[Opening Extracted records section]

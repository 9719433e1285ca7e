//! # docs-theme - Dark/light mode toggle for documentation sites
//!
//! `docs-theme` applies the reader's preferred theme to a documentation page
//! as early as possible, injects a toggle button, remembers the choice and
//! follows the operating system's color scheme until the reader picks one
//! explicitly.
//!
//! ## Behavior
//!
//! - **Early apply**: the stored theme (or the OS preference, or light) is
//!   written to the `data-theme` root attribute before the DOM is ready
//! - **Toggle button**: a `theme-toggle` button whose label names the action
//!   it performs ("Switch to light mode" while dark)
//! - **Persistence**: each toggle stores `theme` and the `theme-manual` marker
//! - **OS sync**: preference changes are followed while no manual marker exists
//! - **Shortcut**: Ctrl/Cmd+Shift+D toggles from anywhere on the page
//! - **Announcements**: a polite live region reads "Switched to dark mode"
//!   and is removed after a second
//!
//! ## Capabilities
//!
//! The [`ThemeController`] never calls browser APIs itself. It is handed a
//! [`Capabilities`] bundle of trait objects ([`Page`], [`Timer`],
//! [`PreferenceStore`], [`ColorSchemeSource`]); storage and the OS signal are
//! optional. Backends live in [`platform`]: in-memory fakes, a native JSON
//! file store with OS detection, and (on wasm32) the real DOM.
//!
//! ## Quick Start
//!
//! ```rust
//! use docs_theme::platform::memory::{ManualTimer, MemoryColorScheme, MemoryPage};
//! use docs_theme::platform::{KeyEvent, Page};
//! use docs_theme::{Capabilities, Theme, ThemeConfig, ThemeController};
//! use std::rc::Rc;
//!
//! let page = Rc::new(MemoryPage::loading());
//! let caps = Capabilities::new(page.clone(), Rc::new(ManualTimer::new()))
//!     .with_color_scheme(Rc::new(MemoryColorScheme::new(true)));
//!
//! let controller = ThemeController::install(ThemeConfig::default(), caps).unwrap();
//! // Applied before the document is ready
//! assert_eq!(page.root_attribute("data-theme").as_deref(), Some("dark"));
//!
//! page.finish_loading();
//! assert!(page.press(&KeyEvent::new("D").ctrl().shift()));
//! assert_eq!(controller.theme(), Theme::Light);
//! ```
//!
//! ## Logging
//!
//! Transitions are logged at `debug` and degraded capabilities (blocked
//! storage, unreadable preference files) at `warn` through `tracing`. Install
//! a subscriber in the host to see them.

mod announce;
pub mod config;
mod controller;
mod error;
pub mod messages;
pub mod platform;
mod shortcut;
mod state;
pub mod theme;

pub use config::ThemeConfig;
pub use controller::ThemeController;
pub use error::{Error, StorageError, ThemeParseError};
pub use messages::Messages;
pub use platform::{Capabilities, ColorSchemeSource, KeyEvent, NodeId, Page, PreferenceStore, Timer};
pub use shortcut::Shortcut;
pub use state::ThemeState;
pub use theme::{
    detect_system_theme, reset_theme_detector, resolve_initial_theme, set_theme_detector, Theme,
    ThemeSource,
};
//! In-memory capability implementations.
//!
//! These back the test suite and headless hosts such as the CLI. Each fake
//! also exposes the host side of the contract: firing DOM-ready, clicking,
//! pressing keys, changing the OS preference and advancing time.

use std::cell::{Cell, RefCell};
use std::collections::{BTreeMap, HashMap};
use std::rc::Rc;
use std::time::Duration;

use super::{ColorSchemeSource, KeyEvent, NodeId, Page, PreferenceStore, Timer};
use crate::error::StorageError;

/// A `localStorage`-like map that can be told to fail.
#[derive(Debug, Default)]
pub struct MemoryStore {
    entries: RefCell<BTreeMap<String, String>>,
    failing: Cell<bool>,
}

impl MemoryStore {
    pub fn new() -> Self {
        Self::default()
    }

    pub fn with_entry(self, key: &str, value: &str) -> Self {
        self.entries
            .borrow_mut()
            .insert(key.to_string(), value.to_string());
        self
    }

    /// Makes every subsequent read and write fail, as a blocked storage would.
    pub fn set_failing(&self, failing: bool) {
        self.failing.set(failing);
    }

    pub fn entries(&self) -> BTreeMap<String, String> {
        self.entries.borrow().clone()
    }

    fn check(&self) -> Result<(), StorageError> {
        if self.failing.get() {
            Err(StorageError::Unavailable("storage is disabled".into()))
        } else {
            Ok(())
        }
    }
}

impl PreferenceStore for MemoryStore {
    fn get(&self, key: &str) -> Result<Option<String>, StorageError> {
        self.check()?;
        Ok(self.entries.borrow().get(key).cloned())
    }

    fn set(&self, key: &str, value: &str) -> Result<(), StorageError> {
        self.check()?;
        self.entries
            .borrow_mut()
            .insert(key.to_string(), value.to_string());
        Ok(())
    }
}

/// An OS preference that tests flip by hand.
pub struct MemoryColorScheme {
    prefers_dark: Cell<Option<bool>>,
    observable: bool,
    listeners: RefCell<Vec<Rc<dyn Fn(bool)>>>,
}

impl MemoryColorScheme {
    /// A readable, observable preference.
    pub fn new(prefers_dark: bool) -> Self {
        Self {
            prefers_dark: Cell::new(Some(prefers_dark)),
            observable: true,
            listeners: RefCell::new(Vec::new()),
        }
    }

    /// A preference that can be read but not subscribed to.
    pub fn fixed(prefers_dark: Option<bool>) -> Self {
        Self {
            prefers_dark: Cell::new(prefers_dark),
            observable: false,
            listeners: RefCell::new(Vec::new()),
        }
    }

    /// Changes the preference and notifies subscribers.
    pub fn change(&self, prefers_dark: bool) {
        self.prefers_dark.set(Some(prefers_dark));
        let listeners: Vec<_> = self.listeners.borrow().clone();
        for listener in listeners {
            listener(prefers_dark);
        }
    }

    pub fn listener_count(&self) -> usize {
        self.listeners.borrow().len()
    }
}

impl ColorSchemeSource for MemoryColorScheme {
    fn prefers_dark(&self) -> Option<bool> {
        self.prefers_dark.get()
    }

    fn subscribe(&self, listener: Box<dyn Fn(bool)>) -> bool {
        if !self.observable {
            return false;
        }
        self.listeners.borrow_mut().push(Rc::from(listener));
        true
    }
}

/// A timer driven by [`advance`](ManualTimer::advance) instead of the clock.
#[derive(Default)]
pub struct ManualTimer {
    now: Cell<Duration>,
    seq: Cell<u64>,
    pending: RefCell<Vec<(Duration, u64, Box<dyn FnOnce()>)>>,
}

impl ManualTimer {
    pub fn new() -> Self {
        Self::default()
    }

    pub fn now(&self) -> Duration {
        self.now.get()
    }

    pub fn pending(&self) -> usize {
        self.pending.borrow().len()
    }

    /// Moves time forward, running due callbacks in deadline order.
    pub fn advance(&self, by: Duration) {
        let target = self.now.get() + by;
        loop {
            let next = {
                let mut pending = self.pending.borrow_mut();
                let due = pending
                    .iter()
                    .enumerate()
                    .filter(|(_, (at, _, _))| *at <= target)
                    .min_by_key(|(_, (at, seq, _))| (*at, *seq))
                    .map(|(index, _)| index);
                due.map(|index| pending.remove(index))
            };
            match next {
                Some((at, _, callback)) => {
                    self.now.set(at);
                    callback();
                }
                None => break,
            }
        }
        self.now.set(target);
    }
}

impl Timer for ManualTimer {
    fn once(&self, delay: Duration, callback: Box<dyn FnOnce()>) {
        let seq = self.seq.get();
        self.seq.set(seq + 1);
        self.pending
            .borrow_mut()
            .push((self.now.get() + delay, seq, callback));
    }
}

/// Snapshot of an element in a [`MemoryPage`].
#[derive(Debug, Clone, Default, PartialEq, Eq)]
pub struct MemoryElement {
    pub tag: String,
    pub attributes: BTreeMap<String, String>,
    pub style: BTreeMap<String, String>,
    pub text: String,
}

impl MemoryElement {
    pub fn attribute(&self, name: &str) -> Option<&str> {
        self.attributes.get(name).map(String::as_str)
    }
}

#[derive(Default)]
struct PageInner {
    loading: bool,
    ready_callbacks: Vec<Box<dyn FnOnce()>>,
    root_attributes: BTreeMap<String, String>,
    next_id: u64,
    elements: HashMap<NodeId, MemoryElement>,
    body: Vec<NodeId>,
    click_handlers: HashMap<NodeId, Vec<Rc<dyn Fn()>>>,
    keydown_handlers: Vec<Rc<dyn Fn(&KeyEvent) -> bool>>,
}

/// A document model with just enough DOM for the controller.
#[derive(Default)]
pub struct MemoryPage {
    inner: RefCell<PageInner>,
}

impl MemoryPage {
    /// A page whose DOM is already ready.
    pub fn new() -> Self {
        Self::default()
    }

    /// A page still parsing; call [`finish_loading`](Self::finish_loading) to fire ready.
    pub fn loading() -> Self {
        let page = Self::default();
        page.inner.borrow_mut().loading = true;
        page
    }

    /// Marks the document ready and runs the queued ready callbacks.
    pub fn finish_loading(&self) {
        let callbacks = {
            let mut inner = self.inner.borrow_mut();
            inner.loading = false;
            std::mem::take(&mut inner.ready_callbacks)
        };
        for callback in callbacks {
            callback();
        }
    }

    /// Dispatches a click on `node`.
    pub fn click(&self, node: NodeId) {
        let handlers = self
            .inner
            .borrow()
            .click_handlers
            .get(&node)
            .cloned()
            .unwrap_or_default();
        for handler in handlers {
            handler();
        }
    }

    /// Dispatches a page-wide keydown; returns whether the default was prevented.
    pub fn press(&self, event: &KeyEvent) -> bool {
        let handlers = self.inner.borrow().keydown_handlers.clone();
        let mut prevented = false;
        for handler in handlers {
            prevented |= handler(event);
        }
        prevented
    }

    pub fn element(&self, node: NodeId) -> Option<MemoryElement> {
        self.inner.borrow().elements.get(&node).cloned()
    }

    /// Direct children of the body, in insertion order.
    pub fn body_children(&self) -> Vec<NodeId> {
        self.inner.borrow().body.clone()
    }

    /// Body children carrying `name="value"`.
    pub fn find_in_body(&self, name: &str, value: &str) -> Vec<NodeId> {
        let inner = self.inner.borrow();
        inner
            .body
            .iter()
            .copied()
            .filter(|id| {
                inner
                    .elements
                    .get(id)
                    .and_then(|element| element.attribute(name))
                    == Some(value)
            })
            .collect()
    }

    pub fn keydown_listener_count(&self) -> usize {
        self.inner.borrow().keydown_handlers.len()
    }
}

impl Page for MemoryPage {
    fn is_loading(&self) -> bool {
        self.inner.borrow().loading
    }

    fn on_ready(&self, callback: Box<dyn FnOnce()>) {
        if self.is_loading() {
            self.inner.borrow_mut().ready_callbacks.push(callback);
        } else {
            callback();
        }
    }

    fn set_root_attribute(&self, name: &str, value: &str) {
        self.inner
            .borrow_mut()
            .root_attributes
            .insert(name.to_string(), value.to_string());
    }

    fn root_attribute(&self, name: &str) -> Option<String> {
        self.inner.borrow().root_attributes.get(name).cloned()
    }

    fn create_element(&self, tag: &str) -> Option<NodeId> {
        let mut inner = self.inner.borrow_mut();
        let id = NodeId(inner.next_id);
        inner.next_id += 1;
        inner.elements.insert(
            id,
            MemoryElement {
                tag: tag.to_string(),
                ..MemoryElement::default()
            },
        );
        Some(id)
    }

    fn set_attribute(&self, node: NodeId, name: &str, value: &str) {
        if let Some(element) = self.inner.borrow_mut().elements.get_mut(&node) {
            element
                .attributes
                .insert(name.to_string(), value.to_string());
        }
    }

    fn set_style(&self, node: NodeId, property: &str, value: &str) {
        if let Some(element) = self.inner.borrow_mut().elements.get_mut(&node) {
            element
                .style
                .insert(property.to_string(), value.to_string());
        }
    }

    fn set_text(&self, node: NodeId, text: &str) {
        if let Some(element) = self.inner.borrow_mut().elements.get_mut(&node) {
            element.text = text.to_string();
        }
    }

    fn append_to_body(&self, node: NodeId) {
        let mut inner = self.inner.borrow_mut();
        if inner.elements.contains_key(&node) && !inner.body.contains(&node) {
            inner.body.push(node);
        }
    }

    fn remove_from_body(&self, node: NodeId) {
        let mut inner = self.inner.borrow_mut();
        inner.body.retain(|id| *id != node);
        inner.elements.remove(&node);
        inner.click_handlers.remove(&node);
    }

    fn on_click(&self, node: NodeId, handler: Box<dyn Fn()>) {
        self.inner
            .borrow_mut()
            .click_handlers
            .entry(node)
            .or_default()
            .push(Rc::from(handler));
    }

    fn on_keydown(&self, handler: Box<dyn Fn(&KeyEvent) -> bool>) {
        self.inner
            .borrow_mut()
            .keydown_handlers
            .push(Rc::from(handler));
    }
}
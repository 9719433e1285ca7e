//! OS color scheme detection for native hosts.

use dark_light::{detect as detect_os_theme, Mode as OsThemeMode};
use once_cell::sync::Lazy;
use std::sync::Mutex;

use super::theme::Theme;

type ThemeDetector = fn() -> Theme;

static THEME_DETECTOR: Lazy<Mutex<ThemeDetector>> = Lazy::new(|| Mutex::new(os_theme_detector));

/// Overrides the detector used to determine whether the OS prefers a light or dark theme.
///
/// This is useful for testing or when you want to force a specific theme.
pub fn set_theme_detector(detector: ThemeDetector) {
    let mut guard = THEME_DETECTOR
        .lock()
        .unwrap_or_else(|poisoned| poisoned.into_inner());
    *guard = detector;
}

/// Restores detection through the operating system.
pub fn reset_theme_detector() {
    set_theme_detector(os_theme_detector);
}

/// Returns the theme the OS currently prefers.
pub fn detect_system_theme() -> Theme {
    let detector = THEME_DETECTOR
        .lock()
        .unwrap_or_else(|poisoned| poisoned.into_inner());
    (*detector)()
}

fn os_theme_detector() -> Theme {
    match detect_os_theme() {
        OsThemeMode::Dark => Theme::Dark,
        OsThemeMode::Light => Theme::Light,
    }
}

#[cfg(test)]
mod tests {
    use super::*;
    use serial_test::serial;

    #[test]
    #[serial(theme_detector)]
    fn test_detector_override_is_used() {
        set_theme_detector(|| Theme::Dark);
        assert_eq!(detect_system_theme(), Theme::Dark);

        set_theme_detector(|| Theme::Light);
        assert_eq!(detect_system_theme(), Theme::Light);

        reset_theme_detector();
    }
}
//! Screen reader announcements through a temporary live region.

use std::rc::Rc;
use std::time::Duration;

use crate::platform::{NodeId, Page, Timer};

/// Inline styles that hide the region visually but keep it readable.
const VISUALLY_HIDDEN: &[(&str, &str)] = &[
    ("position", "absolute"),
    ("left", "-10000px"),
    ("width", "1px"),
    ("height", "1px"),
    ("overflow", "hidden"),
];

/// Inserts a polite, atomic live region holding `text` and removes it after `linger`.
///
/// Returns the region's node, or `None` if the page refused to create it.
pub(crate) fn announce(
    page: &Rc<dyn Page>,
    timer: &dyn Timer,
    text: &str,
    linger: Duration,
) -> Option<NodeId> {
    let node = page.create_element("div")?;
    page.set_attribute(node, "aria-live", "polite");
    page.set_attribute(node, "aria-atomic", "true");
    for (property, value) in VISUALLY_HIDDEN {
        page.set_style(node, property, value);
    }
    page.set_text(node, text);
    page.append_to_body(node);

    let page = Rc::clone(page);
    timer.once(linger, Box::new(move || page.remove_from_body(node)));
    Some(node)
}

#[cfg(test)]
mod tests {
    use super::*;
    use crate::platform::memory::{ManualTimer, MemoryPage};

    #[test]
    fn test_announcement_is_hidden_live_region() {
        let memory = Rc::new(MemoryPage::new());
        let page: Rc<dyn Page> = memory.clone();
        let timer = ManualTimer::new();

        let node = announce(&page, &timer, "Switched to dark mode", Duration::from_secs(1)).unwrap();
        let element = memory.element(node).unwrap();

        assert_eq!(element.tag, "div");
        assert_eq!(element.attribute("aria-live"), Some("polite"));
        assert_eq!(element.attribute("aria-atomic"), Some("true"));
        assert_eq!(element.text, "Switched to dark mode");
        assert_eq!(element.style.get("left").map(String::as_str), Some("-10000px"));
        assert_eq!(element.style.get("overflow").map(String::as_str), Some("hidden"));
        assert_eq!(memory.body_children(), vec![node]);
    }

    #[test]
    fn test_announcement_removed_after_linger() {
        let memory = Rc::new(MemoryPage::new());
        let page: Rc<dyn Page> = memory.clone();
        let timer = ManualTimer::new();

        announce(&page, &timer, "hi", Duration::from_secs(1));

        timer.advance(Duration::from_millis(999));
        assert_eq!(memory.body_children().len(), 1);

        timer.advance(Duration::from_millis(1));
        assert!(memory.body_children().is_empty());
    }
}
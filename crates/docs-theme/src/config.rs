//! Controller configuration.
//!
//! Every field has a default, so an empty JSON object (or [`ThemeConfig::default`])
//! gives the stock behavior: `theme` / `theme-manual` storage keys, the
//! `data-theme` root attribute, a `theme-toggle` button and a one second
//! announcement.

use std::path::Path;
use std::time::Duration;

use serde::{Deserialize, Serialize};

use crate::error::Error;

pub const DEFAULT_TOGGLE_LABEL: &str = "Switch to {{ theme | opposite }} mode";
pub const DEFAULT_ANNOUNCEMENT: &str = "Switched to {{ theme }} mode";

/// Settings for a [`ThemeController`](crate::ThemeController).
#[derive(Debug, Clone, PartialEq, Eq, Serialize, Deserialize)]
#[serde(default)]
pub struct ThemeConfig {
    /// Storage key holding the persisted theme.
    pub storage_key: String,

    /// Storage key whose presence marks a manual choice.
    pub manual_key: String,

    /// Attribute set on the document root.
    pub attribute: String,

    /// Class applied to the toggle button.
    pub button_class: String,

    /// How long the live-region announcement stays in the page.
    pub announcement_delay_ms: u64,

    /// Letter used with Ctrl/Cmd+Shift for the keyboard shortcut.
    pub shortcut_key: char,

    /// Template for the button's `aria-label` and `title`.
    pub toggle_label: String,

    /// Template for the text read by assistive technology after a toggle.
    pub announcement: String,
}

impl Default for ThemeConfig {
    fn default() -> Self {
        Self {
            storage_key: "theme".into(),
            manual_key: "theme-manual".into(),
            attribute: "data-theme".into(),
            button_class: "theme-toggle".into(),
            announcement_delay_ms: 1000,
            shortcut_key: 'D',
            toggle_label: DEFAULT_TOGGLE_LABEL.into(),
            announcement: DEFAULT_ANNOUNCEMENT.into(),
        }
    }
}

impl ThemeConfig {
    /// Parses a configuration from JSON, filling omitted fields with defaults.
    pub fn from_json_str(json: &str) -> Result<Self, Error> {
        Ok(serde_json::from_str(json)?)
    }

    /// Reads a JSON configuration file.
    pub fn load(path: &Path) -> Result<Self, Error> {
        let content = std::fs::read_to_string(path).map_err(|source| Error::ConfigIo {
            path: path.to_path_buf(),
            source,
        })?;
        Self::from_json_str(&content)
    }

    pub fn announcement_delay(&self) -> Duration {
        Duration::from_millis(self.announcement_delay_ms)
    }
}
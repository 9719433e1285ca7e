//! The light/dark theme value.

use std::fmt;
use std::str::FromStr;

use serde::{Deserialize, Serialize};

use crate::error::ThemeParseError;

/// The visual mode applied to the page.
///
/// Serializes as the lowercase names stored in preferences and written to the
/// document root attribute.
///
/// # Example
///
/// ```rust
/// use docs_theme::Theme;
///
/// let theme: Theme = "dark".parse().unwrap();
/// assert_eq!(theme.opposite(), Theme::Light);
/// assert_eq!(theme.to_string(), "dark");
/// ```
#[derive(Debug, Clone, Copy, PartialEq, Eq, Hash, Default, Serialize, Deserialize)]
#[serde(rename_all = "lowercase")]
pub enum Theme {
    #[default]
    Light,
    Dark,
}

impl Theme {
    /// Both themes, light first.
    pub const ALL: [Theme; 2] = [Theme::Light, Theme::Dark];

    /// Returns the stored/attribute name of the theme.
    pub fn as_str(self) -> &'static str {
        match self {
            Theme::Light => "light",
            Theme::Dark => "dark",
        }
    }

    /// Returns the other theme; toggling always moves here.
    pub fn opposite(self) -> Theme {
        match self {
            Theme::Light => Theme::Dark,
            Theme::Dark => Theme::Light,
        }
    }

    /// Maps the OS "prefers dark color scheme" signal to a theme.
    pub fn from_prefers_dark(prefers_dark: bool) -> Theme {
        if prefers_dark {
            Theme::Dark
        } else {
            Theme::Light
        }
    }

    pub fn is_dark(self) -> bool {
        self == Theme::Dark
    }
}

impl fmt::Display for Theme {
    fn fmt(&self, f: &mut fmt::Formatter<'_>) -> fmt::Result {
        f.write_str(self.as_str())
    }
}

impl FromStr for Theme {
    type Err = ThemeParseError;

    fn from_str(s: &str) -> Result<Self, Self::Err> {
        match s {
            "light" => Ok(Theme::Light),
            "dark" => Ok(Theme::Dark),
            other => Err(ThemeParseError::new(other)),
        }
    }
}
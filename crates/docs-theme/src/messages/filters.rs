//! MiniJinja filter registration.

use minijinja::{Environment, Value};

use crate::theme::Theme;

/// Registers the message filters on a minijinja environment.
pub(crate) fn register_filters(env: &mut Environment<'static>) {
    // Maps a theme name to the other theme; unknown names pass through.
    // Usage: {{ theme | opposite }} renders "light" for "dark"
    env.add_filter("opposite", |value: Value| -> String {
        let name = value.to_string();
        match name.parse::<Theme>() {
            Ok(theme) => theme.opposite().to_string(),
            Err(_) => name,
        }
    });
}

#[cfg(test)]
mod tests {
    use super::*;

    fn render(source: &str, theme: &str) -> String {
        let mut env = Environment::new();
        register_filters(&mut env);
        env.render_str(source, minijinja::context! { theme => theme })
            .unwrap()
    }

    #[test]
    fn test_opposite_filter_flips_theme_names() {
        assert_eq!(render("{{ theme | opposite }}", "dark"), "light");
        assert_eq!(render("{{ theme | opposite }}", "light"), "dark");
    }

    #[test]
    fn test_opposite_filter_passes_unknown_names() {
        assert_eq!(render("{{ theme | opposite }}", "sepia"), "sepia");
    }
}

[Closing Extracted records section]

Go through the entries above and copy out every line that includes the word "static".

static THEME_DETECTOR: Lazy<Mutex<ThemeDetector>> = Lazy::new(|| Mutex::new(os_theme_detector));
    pub fn as_str(self) -> &'static str {
pub(crate) fn register_filters(env: &mut Environment<'static>) {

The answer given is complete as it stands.